Konukseverlik, acımasızca karşılıklı yardım ilkesine indirgenmiş ve böyle bir ilkenin sunduğu evrimsel avantajla açıklanmıştır. Ancak "karşılıklılık" bir tür karşılıklılık anlamına gelse de konukseverlik ilişkisinin yarısını kapsamada başarısız olur. Rajinta'ya teşekkürlerimizi ve ailesine söz verdiğimiz fotoğrafları borçluyuz, ancak onların ikisine de acil ihtiyaçları yok.

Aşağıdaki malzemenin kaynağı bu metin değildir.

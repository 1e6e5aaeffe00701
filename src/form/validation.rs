use std::collections::BTreeMap;
use std::fmt;

use crate::domain::{OptionsSource, QuestionType};

use super::card::CardState;
use super::serializer::{limit_in_range, options_payload};

/// Named per-field error holders on a card.
#[derive(Debug, Clone, Copy, PartialEq, Eq, Hash, PartialOrd, Ord)]
pub enum ErrorSlot {
    Type,
    Label,
    Options,
    UploadCategories,
    UploadMaxFiles,
    UploadMaxSize,
    ExternalSource,
}

impl fmt::Display for ErrorSlot {
    fn fmt(&self, f: &mut fmt::Formatter<'_>) -> fmt::Result {
        let name = match self {
            ErrorSlot::Type => "type",
            ErrorSlot::Label => "label",
            ErrorSlot::Options => "options",
            ErrorSlot::UploadCategories => "upload.categories",
            ErrorSlot::UploadMaxFiles => "upload.max_files",
            ErrorSlot::UploadMaxSize => "upload.max_size_mb",
            ErrorSlot::ExternalSource => "external_source",
        };
        f.write_str(name)
    }
}

pub const MSG_TYPE_REQUIRED: &str = "Select a type.";
pub const MSG_LABEL_REQUIRED: &str = "Enter a label.";
pub const MSG_OPTIONS_REQUIRED: &str = "Add at least one option.";
pub const MSG_CATEGORY_REQUIRED: &str = "Select at least one file category.";
pub const MSG_MAX_FILES_RANGE: &str = "Maximum number of files must be at least 1.";
pub const MSG_MAX_SIZE_RANGE: &str = "Maximum size (MB) must be at least 1.";

/// Transient validation messages of one card. Never persisted.
#[derive(Debug, Clone, Default, PartialEq, Eq)]
pub struct CardErrors {
    slots: BTreeMap<ErrorSlot, String>,
}

impl CardErrors {
    pub fn get(&self, slot: ErrorSlot) -> Option<&str> {
        self.slots.get(&slot).map(String::as_str)
    }

    /// Card-level summary flag: any active error slot.
    pub fn has_problems(&self) -> bool {
        !self.slots.is_empty()
    }

    pub fn len(&self) -> usize {
        self.slots.len()
    }

    pub fn is_empty(&self) -> bool {
        self.slots.is_empty()
    }

    pub fn iter(&self) -> impl Iterator<Item = (ErrorSlot, &str)> {
        self.slots.iter().map(|(slot, msg)| (*slot, msg.as_str()))
    }

    fn set(&mut self, slot: ErrorSlot, message: impl Into<String>) {
        self.slots.insert(slot, message.into());
    }
}

/// Recomputes every error slot from the card's current inputs.
pub fn validate_card(card: &CardState) -> CardErrors {
    let mut errors = CardErrors::default();

    if card.label().trim().is_empty() {
        errors.set(ErrorSlot::Label, MSG_LABEL_REQUIRED);
    }
    let Some(question_type) = card.question_type() else {
        errors.set(ErrorSlot::Type, MSG_TYPE_REQUIRED);
        return errors;
    };

    match question_type {
        QuestionType::List => match card.options_source() {
            OptionsSource::ExternalCatalog => {
                let missing = card.external_selection().missing_parts();
                if !missing.is_empty() {
                    errors.set(
                        ErrorSlot::ExternalSource,
                        format!("Missing: {}", missing.join(", ")),
                    );
                }
            }
            OptionsSource::Manual => {
                if options_payload(card.option_rows()).is_empty() {
                    errors.set(ErrorSlot::Options, MSG_OPTIONS_REQUIRED);
                }
            }
        },
        QuestionType::FileUpload => {
            let upload = card.upload_panel();
            if upload.restrict_to_categories && upload.checked_categories().is_empty() {
                errors.set(ErrorSlot::UploadCategories, MSG_CATEGORY_REQUIRED);
            }
            if !limit_in_range(&upload.max_files) {
                errors.set(ErrorSlot::UploadMaxFiles, MSG_MAX_FILES_RANGE);
            }
            if !limit_in_range(&upload.max_size_mb) {
                errors.set(ErrorSlot::UploadMaxSize, MSG_MAX_SIZE_RANGE);
            }
        }
        _ => {}
    }

    errors
}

Son zamanlarda "özen etiği" olarak bilinen şeyin incelenmesinde büyük ilerlemeler kaydedildi. Başka bir deyişle, etikçiler, makamlarının kapısına kadar uzanan sonsuz ahlaki yükümlülüklerin fildişi kulelerinden ve aynı şekilde makamlarıyla biten ahlaki değerden yoksun dünyalardan, şefkatte ifade edilen inanılmaz derecede güçlü etik ilişkiyi tanımak için eğilmişlerdir. Dikkat, alıcının refahının verenlerin refahına neredeyse sonsuz öncelik verdiğini görüyor. Ancak buna rağmen ilişki karşılıklıdır, hiçbir şey sorulmaz, ancak hediyenin tanınması ahlaki olarak talep edilir. İlgiye teşekkür etmemenin neden olduğu acıyı hepimiz düşünebiliriz, ancak bu nadiren ilginin hemen kesilmesine yol açar (ilişki o kadar güçlüdür).
İndirgemeci karşılıklı yardım anlayışlarının tamamen yakalayamadığı bu tür karşılıklılık, misafirperverlik ilişkisinin temel unsurudur. Bu yüzden hâlâ Rajinta'yı bulup teşekkür etmem gerekiyor. Konukseverlik bu anlamda bir takım duygusal ve değersel boyutları olan "yoğun" bir ahlaki ilişki olarak adlandırılan şeydir, ancak talepleri açıktır, başka olanın önceliklendirilmesidir.
Birleşik Krallık'ta genel olarak iğdiş edilmiş, içi boş bir konukseverlik görülüyor. Fazla kalanların misafirperverliği isteksizce aileye ve arkadaşlara da yayıldı. Konuk odaları, misafirsizdir, yalnızca orada oturanlar vardır. İnsanın kendi yatağını en rahatı olduğu için değil, kendisine ait olduğu için teklif ettiğini unutuyoruz. Konukseverlik, diğerinin refahının inanılmaz derecede saf bir şekilde önceliklendirilmesini görür ve bu önceliklendirmeyle gurur duyar. 21 yıldır, bir arkadaşım yerdeki şilteyle yetinirken bana nadiren yatak teklif edildi. Ancak Noel'i evimden 7500 kilometre uzakta geçirirken, benim onun yatağı dışında herhangi bir yerde uyuyabileceğim, bir aydan az süredir arkadaşım olan Luis için düşünülemez bir şeydi.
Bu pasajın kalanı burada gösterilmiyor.